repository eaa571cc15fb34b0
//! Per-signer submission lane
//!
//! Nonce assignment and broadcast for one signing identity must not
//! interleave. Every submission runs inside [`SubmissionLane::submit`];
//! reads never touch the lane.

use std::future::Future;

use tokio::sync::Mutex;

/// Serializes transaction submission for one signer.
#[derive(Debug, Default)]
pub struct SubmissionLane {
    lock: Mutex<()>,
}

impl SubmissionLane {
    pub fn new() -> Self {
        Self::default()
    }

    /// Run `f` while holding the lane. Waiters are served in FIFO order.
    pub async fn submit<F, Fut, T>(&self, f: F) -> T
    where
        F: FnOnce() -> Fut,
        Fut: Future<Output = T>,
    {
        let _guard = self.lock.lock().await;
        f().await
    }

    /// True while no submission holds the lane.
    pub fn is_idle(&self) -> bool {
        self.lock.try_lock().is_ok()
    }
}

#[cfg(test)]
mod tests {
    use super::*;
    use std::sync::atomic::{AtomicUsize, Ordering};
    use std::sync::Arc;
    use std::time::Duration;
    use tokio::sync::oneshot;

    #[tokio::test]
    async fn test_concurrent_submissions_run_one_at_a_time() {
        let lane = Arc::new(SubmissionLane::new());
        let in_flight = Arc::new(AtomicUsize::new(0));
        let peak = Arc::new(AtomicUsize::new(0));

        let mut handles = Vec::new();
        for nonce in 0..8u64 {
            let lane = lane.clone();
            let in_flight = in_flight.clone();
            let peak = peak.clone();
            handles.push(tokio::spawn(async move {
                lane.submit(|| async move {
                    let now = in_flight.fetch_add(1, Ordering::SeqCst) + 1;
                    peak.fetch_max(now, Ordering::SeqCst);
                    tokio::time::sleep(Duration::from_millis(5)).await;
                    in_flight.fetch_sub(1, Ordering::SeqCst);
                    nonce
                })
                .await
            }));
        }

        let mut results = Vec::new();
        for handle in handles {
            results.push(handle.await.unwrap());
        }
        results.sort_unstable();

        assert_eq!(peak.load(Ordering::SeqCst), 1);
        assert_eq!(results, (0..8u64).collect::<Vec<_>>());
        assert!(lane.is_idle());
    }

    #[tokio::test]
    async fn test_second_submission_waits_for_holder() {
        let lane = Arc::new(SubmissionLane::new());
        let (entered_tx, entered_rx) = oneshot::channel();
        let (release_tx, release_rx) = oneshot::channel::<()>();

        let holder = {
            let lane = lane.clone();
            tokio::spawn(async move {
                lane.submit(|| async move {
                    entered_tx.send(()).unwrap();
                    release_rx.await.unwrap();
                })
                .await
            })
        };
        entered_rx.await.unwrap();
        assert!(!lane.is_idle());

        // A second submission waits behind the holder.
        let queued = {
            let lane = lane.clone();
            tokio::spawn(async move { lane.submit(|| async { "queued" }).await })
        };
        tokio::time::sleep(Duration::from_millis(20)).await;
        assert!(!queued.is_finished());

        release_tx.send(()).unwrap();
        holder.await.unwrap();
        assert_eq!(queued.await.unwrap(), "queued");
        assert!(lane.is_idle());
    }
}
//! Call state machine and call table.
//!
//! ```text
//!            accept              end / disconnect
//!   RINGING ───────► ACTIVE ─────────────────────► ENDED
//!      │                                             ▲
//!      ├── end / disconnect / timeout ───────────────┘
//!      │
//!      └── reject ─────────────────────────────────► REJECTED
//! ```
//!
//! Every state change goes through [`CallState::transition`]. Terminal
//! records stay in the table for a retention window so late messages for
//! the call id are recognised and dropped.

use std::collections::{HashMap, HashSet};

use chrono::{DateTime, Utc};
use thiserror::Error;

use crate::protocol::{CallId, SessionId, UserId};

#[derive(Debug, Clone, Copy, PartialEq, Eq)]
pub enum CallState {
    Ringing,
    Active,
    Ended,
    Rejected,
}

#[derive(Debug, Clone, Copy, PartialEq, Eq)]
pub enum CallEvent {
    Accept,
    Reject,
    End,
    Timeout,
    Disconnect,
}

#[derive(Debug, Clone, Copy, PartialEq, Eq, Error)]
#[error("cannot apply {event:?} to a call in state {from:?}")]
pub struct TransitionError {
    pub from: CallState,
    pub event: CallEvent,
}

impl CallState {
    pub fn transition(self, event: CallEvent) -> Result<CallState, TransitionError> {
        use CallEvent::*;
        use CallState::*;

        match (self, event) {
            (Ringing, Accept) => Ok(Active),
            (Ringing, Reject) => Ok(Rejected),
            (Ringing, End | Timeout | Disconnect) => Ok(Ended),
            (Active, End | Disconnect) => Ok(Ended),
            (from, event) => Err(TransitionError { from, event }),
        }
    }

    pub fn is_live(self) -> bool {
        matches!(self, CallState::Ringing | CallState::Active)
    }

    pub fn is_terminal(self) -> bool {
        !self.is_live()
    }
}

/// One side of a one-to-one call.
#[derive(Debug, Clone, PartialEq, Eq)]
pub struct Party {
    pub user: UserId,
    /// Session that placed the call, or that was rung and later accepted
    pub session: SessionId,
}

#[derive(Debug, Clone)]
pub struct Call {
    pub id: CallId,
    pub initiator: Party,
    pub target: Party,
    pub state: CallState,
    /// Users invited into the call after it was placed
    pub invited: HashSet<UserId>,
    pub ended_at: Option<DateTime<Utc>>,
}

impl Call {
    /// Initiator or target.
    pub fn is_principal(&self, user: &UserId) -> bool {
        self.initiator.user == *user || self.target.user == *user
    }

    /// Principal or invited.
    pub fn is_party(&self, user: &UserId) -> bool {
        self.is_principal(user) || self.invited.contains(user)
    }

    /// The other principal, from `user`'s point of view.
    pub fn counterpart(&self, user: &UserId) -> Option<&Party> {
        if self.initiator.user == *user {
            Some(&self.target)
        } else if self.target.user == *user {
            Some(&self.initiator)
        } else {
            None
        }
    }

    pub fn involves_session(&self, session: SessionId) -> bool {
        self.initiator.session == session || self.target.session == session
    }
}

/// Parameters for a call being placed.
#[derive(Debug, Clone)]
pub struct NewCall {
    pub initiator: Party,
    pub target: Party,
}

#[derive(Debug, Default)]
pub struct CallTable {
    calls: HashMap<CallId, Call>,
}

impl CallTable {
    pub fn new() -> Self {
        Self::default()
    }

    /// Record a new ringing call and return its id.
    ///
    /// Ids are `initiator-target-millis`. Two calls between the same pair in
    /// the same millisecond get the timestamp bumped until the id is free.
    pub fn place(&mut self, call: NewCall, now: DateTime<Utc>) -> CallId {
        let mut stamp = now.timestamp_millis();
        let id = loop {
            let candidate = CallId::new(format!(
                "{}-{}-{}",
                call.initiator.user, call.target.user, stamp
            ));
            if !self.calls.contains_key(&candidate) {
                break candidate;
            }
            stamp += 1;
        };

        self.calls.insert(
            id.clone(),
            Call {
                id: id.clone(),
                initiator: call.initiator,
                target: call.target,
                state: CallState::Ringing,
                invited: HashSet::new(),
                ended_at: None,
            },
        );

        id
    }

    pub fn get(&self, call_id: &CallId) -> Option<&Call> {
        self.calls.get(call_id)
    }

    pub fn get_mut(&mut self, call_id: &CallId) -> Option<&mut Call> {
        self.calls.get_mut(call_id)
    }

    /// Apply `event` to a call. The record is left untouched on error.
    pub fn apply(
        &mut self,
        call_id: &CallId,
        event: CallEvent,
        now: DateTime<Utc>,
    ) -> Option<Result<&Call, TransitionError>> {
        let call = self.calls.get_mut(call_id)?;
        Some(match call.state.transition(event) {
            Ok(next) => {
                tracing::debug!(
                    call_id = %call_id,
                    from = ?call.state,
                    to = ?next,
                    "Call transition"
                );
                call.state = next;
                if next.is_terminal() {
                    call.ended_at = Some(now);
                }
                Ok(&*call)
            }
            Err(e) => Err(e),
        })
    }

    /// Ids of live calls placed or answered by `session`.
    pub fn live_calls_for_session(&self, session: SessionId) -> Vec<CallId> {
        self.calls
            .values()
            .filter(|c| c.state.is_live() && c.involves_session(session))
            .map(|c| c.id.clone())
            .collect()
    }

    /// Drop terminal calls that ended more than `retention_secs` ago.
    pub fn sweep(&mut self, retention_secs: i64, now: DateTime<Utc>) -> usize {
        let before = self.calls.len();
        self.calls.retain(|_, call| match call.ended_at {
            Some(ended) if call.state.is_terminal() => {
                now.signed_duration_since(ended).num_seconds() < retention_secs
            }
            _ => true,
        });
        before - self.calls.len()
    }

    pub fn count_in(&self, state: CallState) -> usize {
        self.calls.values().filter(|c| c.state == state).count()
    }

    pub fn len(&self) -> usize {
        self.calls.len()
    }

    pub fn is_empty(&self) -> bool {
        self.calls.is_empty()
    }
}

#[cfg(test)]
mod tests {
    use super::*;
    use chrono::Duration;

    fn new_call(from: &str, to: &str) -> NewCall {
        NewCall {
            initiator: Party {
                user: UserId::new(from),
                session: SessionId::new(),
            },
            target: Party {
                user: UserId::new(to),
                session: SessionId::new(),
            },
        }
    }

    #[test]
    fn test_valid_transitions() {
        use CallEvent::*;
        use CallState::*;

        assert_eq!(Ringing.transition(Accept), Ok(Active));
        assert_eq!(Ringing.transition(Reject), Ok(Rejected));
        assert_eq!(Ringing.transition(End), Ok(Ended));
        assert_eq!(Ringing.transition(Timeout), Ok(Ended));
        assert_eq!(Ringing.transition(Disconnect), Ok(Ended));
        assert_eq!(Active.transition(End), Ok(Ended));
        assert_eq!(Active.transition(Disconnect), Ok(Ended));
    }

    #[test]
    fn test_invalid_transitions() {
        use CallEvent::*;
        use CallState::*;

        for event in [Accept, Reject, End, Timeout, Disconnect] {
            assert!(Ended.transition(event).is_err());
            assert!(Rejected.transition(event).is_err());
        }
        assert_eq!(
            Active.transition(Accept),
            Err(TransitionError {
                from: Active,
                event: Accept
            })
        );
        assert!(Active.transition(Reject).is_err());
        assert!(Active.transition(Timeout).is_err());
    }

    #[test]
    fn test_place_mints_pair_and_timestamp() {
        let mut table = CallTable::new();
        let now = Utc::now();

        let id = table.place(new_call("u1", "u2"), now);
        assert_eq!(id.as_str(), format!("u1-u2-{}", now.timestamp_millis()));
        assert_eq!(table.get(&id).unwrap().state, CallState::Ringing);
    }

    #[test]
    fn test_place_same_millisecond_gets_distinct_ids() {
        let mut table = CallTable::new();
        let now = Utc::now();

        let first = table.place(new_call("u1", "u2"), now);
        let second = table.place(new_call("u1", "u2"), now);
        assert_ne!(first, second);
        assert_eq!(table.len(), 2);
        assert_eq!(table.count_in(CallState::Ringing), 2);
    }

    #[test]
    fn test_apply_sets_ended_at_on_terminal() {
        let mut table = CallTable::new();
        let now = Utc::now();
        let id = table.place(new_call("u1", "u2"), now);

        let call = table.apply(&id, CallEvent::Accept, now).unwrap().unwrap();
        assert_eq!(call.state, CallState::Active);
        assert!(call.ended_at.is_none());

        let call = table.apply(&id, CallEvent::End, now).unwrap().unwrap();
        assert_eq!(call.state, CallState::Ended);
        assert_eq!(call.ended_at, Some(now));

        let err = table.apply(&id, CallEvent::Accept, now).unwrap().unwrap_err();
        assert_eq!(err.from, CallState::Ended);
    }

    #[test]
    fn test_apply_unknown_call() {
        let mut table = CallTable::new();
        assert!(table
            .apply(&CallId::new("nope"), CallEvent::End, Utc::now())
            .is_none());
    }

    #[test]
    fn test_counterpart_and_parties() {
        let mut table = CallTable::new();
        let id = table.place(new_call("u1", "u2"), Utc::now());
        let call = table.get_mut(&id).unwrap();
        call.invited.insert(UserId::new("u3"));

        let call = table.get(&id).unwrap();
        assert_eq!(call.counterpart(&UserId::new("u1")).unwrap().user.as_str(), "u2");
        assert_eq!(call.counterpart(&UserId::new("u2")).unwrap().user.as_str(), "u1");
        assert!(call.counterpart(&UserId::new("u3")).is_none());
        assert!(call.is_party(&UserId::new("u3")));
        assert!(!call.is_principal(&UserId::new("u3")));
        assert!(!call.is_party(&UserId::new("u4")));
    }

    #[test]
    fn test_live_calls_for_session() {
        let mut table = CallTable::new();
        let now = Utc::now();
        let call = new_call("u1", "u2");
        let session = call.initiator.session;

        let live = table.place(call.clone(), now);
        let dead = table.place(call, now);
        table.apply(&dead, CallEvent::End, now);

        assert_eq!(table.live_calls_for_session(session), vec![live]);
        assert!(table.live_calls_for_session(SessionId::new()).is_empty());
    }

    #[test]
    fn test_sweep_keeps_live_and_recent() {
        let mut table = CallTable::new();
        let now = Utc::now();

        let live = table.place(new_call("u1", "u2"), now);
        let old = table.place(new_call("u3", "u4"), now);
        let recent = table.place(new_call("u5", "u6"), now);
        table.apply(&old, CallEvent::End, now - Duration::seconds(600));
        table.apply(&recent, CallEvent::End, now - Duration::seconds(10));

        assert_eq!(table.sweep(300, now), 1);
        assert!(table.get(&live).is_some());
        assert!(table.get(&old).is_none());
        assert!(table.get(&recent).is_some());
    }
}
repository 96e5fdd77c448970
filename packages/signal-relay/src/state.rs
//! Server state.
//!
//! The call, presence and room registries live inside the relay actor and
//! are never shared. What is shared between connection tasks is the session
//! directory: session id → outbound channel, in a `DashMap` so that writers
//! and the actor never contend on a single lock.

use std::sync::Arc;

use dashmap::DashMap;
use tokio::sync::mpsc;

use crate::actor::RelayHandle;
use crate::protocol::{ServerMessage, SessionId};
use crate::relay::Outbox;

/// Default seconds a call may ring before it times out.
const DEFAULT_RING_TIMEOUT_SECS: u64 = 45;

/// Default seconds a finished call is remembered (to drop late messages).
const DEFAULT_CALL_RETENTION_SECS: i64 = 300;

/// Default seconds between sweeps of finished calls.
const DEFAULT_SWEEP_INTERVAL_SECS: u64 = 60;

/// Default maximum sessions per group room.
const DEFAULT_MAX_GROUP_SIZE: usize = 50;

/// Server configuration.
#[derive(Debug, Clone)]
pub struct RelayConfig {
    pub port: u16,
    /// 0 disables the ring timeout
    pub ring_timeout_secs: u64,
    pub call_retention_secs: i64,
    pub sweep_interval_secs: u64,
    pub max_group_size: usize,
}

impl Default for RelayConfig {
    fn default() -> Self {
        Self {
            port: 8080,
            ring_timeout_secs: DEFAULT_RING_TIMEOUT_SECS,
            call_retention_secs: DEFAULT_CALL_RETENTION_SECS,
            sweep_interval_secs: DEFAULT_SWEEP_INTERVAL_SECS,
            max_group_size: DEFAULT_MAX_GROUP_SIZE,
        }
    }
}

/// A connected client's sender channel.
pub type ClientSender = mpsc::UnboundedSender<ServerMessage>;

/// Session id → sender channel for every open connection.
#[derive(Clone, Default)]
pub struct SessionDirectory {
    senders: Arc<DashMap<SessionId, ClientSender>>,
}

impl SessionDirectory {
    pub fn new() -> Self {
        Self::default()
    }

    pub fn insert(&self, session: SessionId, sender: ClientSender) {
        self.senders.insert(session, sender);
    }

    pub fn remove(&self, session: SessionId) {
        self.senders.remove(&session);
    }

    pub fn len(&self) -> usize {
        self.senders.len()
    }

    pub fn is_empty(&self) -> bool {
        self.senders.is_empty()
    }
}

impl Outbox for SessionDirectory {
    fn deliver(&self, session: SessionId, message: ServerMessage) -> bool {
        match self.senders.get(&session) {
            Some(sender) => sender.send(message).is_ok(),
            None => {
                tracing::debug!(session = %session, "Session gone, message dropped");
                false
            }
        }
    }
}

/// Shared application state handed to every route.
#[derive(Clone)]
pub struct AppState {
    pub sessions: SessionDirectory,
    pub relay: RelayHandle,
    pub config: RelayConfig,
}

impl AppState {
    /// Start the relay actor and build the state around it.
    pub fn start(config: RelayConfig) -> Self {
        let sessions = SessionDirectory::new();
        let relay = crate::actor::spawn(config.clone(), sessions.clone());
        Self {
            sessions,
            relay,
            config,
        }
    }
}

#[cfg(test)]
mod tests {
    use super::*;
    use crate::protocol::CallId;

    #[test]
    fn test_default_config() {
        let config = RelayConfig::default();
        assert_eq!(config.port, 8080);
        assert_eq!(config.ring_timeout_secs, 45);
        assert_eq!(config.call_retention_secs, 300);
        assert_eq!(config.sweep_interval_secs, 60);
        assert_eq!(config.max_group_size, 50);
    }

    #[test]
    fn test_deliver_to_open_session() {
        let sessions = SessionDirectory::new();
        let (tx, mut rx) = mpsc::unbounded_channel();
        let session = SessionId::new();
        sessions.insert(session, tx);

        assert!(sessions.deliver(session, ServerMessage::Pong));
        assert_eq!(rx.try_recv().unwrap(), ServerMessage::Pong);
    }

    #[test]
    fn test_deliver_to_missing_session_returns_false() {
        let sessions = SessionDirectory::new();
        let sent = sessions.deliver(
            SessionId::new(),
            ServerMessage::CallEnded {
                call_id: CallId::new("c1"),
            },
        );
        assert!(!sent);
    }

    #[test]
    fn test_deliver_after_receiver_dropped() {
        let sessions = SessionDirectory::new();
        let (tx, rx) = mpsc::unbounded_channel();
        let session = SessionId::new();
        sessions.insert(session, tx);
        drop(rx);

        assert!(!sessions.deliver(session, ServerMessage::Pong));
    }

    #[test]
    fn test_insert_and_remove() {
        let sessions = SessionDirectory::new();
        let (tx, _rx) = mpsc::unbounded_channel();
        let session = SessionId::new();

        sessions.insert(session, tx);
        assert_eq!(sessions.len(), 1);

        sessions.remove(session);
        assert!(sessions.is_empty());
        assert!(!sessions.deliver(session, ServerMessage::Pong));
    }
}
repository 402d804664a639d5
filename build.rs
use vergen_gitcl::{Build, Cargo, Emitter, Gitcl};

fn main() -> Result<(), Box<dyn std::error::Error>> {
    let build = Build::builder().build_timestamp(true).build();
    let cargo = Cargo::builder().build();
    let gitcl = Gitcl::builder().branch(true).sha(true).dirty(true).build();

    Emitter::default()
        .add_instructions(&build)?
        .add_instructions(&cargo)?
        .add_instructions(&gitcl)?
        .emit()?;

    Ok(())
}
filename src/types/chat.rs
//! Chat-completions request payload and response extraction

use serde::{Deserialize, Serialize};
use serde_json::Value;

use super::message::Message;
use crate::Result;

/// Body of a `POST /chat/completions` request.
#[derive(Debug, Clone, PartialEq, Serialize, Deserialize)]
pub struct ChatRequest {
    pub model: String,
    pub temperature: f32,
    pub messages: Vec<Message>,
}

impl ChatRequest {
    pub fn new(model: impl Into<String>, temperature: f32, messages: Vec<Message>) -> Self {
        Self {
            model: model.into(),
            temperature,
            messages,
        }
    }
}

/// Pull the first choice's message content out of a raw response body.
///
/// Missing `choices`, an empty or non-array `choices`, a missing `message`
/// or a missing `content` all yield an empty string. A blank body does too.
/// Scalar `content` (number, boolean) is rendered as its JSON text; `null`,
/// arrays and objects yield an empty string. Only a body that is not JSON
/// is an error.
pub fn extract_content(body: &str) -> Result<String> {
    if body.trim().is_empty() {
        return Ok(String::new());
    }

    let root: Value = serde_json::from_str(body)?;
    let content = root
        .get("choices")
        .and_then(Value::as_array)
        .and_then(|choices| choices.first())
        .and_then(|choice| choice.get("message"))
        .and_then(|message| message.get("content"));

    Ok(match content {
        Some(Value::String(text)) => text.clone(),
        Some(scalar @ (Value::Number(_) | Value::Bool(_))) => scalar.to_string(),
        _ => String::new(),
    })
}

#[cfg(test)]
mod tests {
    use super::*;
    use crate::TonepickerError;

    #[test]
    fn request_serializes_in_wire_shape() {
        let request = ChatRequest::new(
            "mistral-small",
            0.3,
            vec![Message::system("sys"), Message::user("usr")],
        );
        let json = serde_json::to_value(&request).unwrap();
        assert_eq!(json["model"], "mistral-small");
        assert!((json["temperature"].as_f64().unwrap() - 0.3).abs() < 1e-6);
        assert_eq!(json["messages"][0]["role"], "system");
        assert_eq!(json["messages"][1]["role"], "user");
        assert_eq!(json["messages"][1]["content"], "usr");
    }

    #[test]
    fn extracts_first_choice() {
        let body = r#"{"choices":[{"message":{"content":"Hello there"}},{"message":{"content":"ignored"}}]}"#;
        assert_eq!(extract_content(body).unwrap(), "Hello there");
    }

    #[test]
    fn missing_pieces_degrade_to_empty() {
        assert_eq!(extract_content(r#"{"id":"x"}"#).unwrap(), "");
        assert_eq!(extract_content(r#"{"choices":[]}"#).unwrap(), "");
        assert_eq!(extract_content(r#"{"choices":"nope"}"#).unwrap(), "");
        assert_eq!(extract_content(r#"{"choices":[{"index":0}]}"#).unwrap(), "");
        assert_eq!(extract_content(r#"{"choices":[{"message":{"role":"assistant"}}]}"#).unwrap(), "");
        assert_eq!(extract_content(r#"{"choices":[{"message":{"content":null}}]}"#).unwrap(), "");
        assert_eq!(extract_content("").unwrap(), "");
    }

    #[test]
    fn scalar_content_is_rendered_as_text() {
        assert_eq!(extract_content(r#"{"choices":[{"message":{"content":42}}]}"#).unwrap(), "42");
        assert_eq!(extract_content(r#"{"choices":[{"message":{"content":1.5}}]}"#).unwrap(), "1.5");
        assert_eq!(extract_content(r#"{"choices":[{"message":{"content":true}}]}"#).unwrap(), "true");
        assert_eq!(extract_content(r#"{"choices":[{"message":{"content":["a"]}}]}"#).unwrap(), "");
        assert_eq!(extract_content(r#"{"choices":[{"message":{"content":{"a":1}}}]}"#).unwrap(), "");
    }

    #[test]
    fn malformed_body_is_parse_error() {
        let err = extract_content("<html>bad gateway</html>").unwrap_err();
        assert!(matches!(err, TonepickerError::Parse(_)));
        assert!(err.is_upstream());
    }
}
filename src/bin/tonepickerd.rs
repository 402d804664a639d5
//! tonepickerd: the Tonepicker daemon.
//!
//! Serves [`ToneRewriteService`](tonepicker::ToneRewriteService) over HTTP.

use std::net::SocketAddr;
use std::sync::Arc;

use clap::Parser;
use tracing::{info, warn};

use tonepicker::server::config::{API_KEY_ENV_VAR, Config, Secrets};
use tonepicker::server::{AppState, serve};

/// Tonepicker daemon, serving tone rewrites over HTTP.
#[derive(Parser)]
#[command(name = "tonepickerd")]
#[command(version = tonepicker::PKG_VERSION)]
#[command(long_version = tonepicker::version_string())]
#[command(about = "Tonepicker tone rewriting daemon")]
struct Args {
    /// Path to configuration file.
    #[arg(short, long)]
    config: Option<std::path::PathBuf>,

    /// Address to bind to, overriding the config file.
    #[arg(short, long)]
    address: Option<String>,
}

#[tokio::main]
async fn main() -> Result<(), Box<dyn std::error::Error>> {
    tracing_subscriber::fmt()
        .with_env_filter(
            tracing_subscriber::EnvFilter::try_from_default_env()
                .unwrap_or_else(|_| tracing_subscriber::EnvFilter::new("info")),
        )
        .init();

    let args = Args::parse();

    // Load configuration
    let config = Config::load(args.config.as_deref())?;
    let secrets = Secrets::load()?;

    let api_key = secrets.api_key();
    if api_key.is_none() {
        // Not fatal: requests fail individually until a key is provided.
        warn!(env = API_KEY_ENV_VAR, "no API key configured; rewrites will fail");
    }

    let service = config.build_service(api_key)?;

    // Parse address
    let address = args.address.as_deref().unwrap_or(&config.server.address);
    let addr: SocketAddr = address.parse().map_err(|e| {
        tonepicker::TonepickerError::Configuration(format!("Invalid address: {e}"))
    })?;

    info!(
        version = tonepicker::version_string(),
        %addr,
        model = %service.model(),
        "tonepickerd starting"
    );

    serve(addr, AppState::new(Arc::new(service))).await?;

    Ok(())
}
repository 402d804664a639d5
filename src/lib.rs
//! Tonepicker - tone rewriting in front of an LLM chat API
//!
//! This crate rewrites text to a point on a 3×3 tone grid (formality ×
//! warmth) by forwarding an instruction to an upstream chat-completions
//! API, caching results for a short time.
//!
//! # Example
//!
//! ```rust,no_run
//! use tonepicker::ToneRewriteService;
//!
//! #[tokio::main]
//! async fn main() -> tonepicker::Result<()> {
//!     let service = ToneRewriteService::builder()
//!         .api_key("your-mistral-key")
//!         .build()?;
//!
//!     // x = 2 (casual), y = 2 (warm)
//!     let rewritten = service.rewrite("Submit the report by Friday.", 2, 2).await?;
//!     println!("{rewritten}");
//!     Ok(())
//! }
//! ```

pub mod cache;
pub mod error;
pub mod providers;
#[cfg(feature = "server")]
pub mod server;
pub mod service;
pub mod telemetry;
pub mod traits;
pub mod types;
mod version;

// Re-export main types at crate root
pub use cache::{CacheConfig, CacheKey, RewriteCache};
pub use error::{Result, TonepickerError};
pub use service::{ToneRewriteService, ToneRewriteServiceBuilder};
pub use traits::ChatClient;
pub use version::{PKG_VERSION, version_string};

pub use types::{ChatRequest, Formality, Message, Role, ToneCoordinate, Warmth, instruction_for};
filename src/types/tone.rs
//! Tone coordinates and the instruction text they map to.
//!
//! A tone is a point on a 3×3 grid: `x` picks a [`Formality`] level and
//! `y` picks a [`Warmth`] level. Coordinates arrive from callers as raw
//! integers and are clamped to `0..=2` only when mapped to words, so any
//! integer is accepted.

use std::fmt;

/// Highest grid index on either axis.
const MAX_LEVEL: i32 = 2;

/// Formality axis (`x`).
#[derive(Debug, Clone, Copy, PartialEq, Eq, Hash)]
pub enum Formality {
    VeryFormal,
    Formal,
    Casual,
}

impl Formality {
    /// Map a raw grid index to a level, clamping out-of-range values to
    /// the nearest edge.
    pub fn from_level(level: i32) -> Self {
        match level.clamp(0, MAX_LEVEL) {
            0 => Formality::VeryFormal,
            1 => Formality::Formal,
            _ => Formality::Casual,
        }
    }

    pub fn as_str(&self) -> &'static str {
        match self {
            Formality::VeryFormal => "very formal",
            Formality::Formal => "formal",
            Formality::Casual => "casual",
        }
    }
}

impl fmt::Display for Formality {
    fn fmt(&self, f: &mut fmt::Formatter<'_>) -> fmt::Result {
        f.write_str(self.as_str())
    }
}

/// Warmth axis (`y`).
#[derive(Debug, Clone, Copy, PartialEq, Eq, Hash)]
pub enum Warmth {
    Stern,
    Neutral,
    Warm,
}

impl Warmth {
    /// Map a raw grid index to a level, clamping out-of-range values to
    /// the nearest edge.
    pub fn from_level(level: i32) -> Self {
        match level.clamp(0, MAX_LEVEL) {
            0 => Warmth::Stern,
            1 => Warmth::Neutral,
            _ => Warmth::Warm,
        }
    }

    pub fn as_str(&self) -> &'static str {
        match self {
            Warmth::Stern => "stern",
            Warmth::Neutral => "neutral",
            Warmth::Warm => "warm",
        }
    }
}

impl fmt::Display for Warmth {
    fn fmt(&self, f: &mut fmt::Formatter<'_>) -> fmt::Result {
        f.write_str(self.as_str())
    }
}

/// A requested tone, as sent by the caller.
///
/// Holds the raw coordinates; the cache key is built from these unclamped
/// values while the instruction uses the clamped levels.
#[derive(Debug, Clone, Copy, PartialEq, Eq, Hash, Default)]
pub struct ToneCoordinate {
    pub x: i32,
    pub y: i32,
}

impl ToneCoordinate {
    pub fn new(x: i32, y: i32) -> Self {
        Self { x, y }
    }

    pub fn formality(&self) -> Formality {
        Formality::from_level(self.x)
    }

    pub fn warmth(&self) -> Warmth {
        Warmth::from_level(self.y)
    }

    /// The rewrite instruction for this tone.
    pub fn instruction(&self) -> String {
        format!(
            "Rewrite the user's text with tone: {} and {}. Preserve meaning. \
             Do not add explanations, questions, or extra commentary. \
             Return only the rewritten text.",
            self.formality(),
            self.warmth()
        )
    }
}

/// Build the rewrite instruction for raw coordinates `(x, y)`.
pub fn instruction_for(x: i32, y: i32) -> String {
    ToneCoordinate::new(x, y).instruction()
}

**YOUR ASSIGNMENT**
Every line above in which the word "temperature" occurs needs to be copied.

**RESULT OF THIS EXERCISE**
    pub temperature: f32,
    pub fn new(model: impl Into<String>, temperature: f32, messages: Vec<Message>) -> Self {
            temperature,
        assert!((json["temperature"].as_f64().unwrap() - 0.3).abs() < 1e-6);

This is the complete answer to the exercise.